Extracted records
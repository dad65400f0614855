//! PDF operations.
//!
//! This module provides the two core operations:
//! - Document concatenation ([`merge`])
//! - Page subset extraction ([`split`])
//!
//! Both operate on validated configurations and never touch the output
//! path until the full result document has been assembled.

pub mod merge;
pub mod split;

pub use merge::{MergeOutcome, MergeStatistics, Merger, merge_pdfs};
pub use split::{SplitStatistics, Splitter, split_pdf};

▶ _Work required_
Track down every line in the entries that includes the string "merge", and copy it.

▶ _Answer to this exercise_
//! - Document concatenation ([`merge`])
pub mod merge;
pub use merge::{MergeOutcome, MergeStatistics, Merger, merge_pdfs};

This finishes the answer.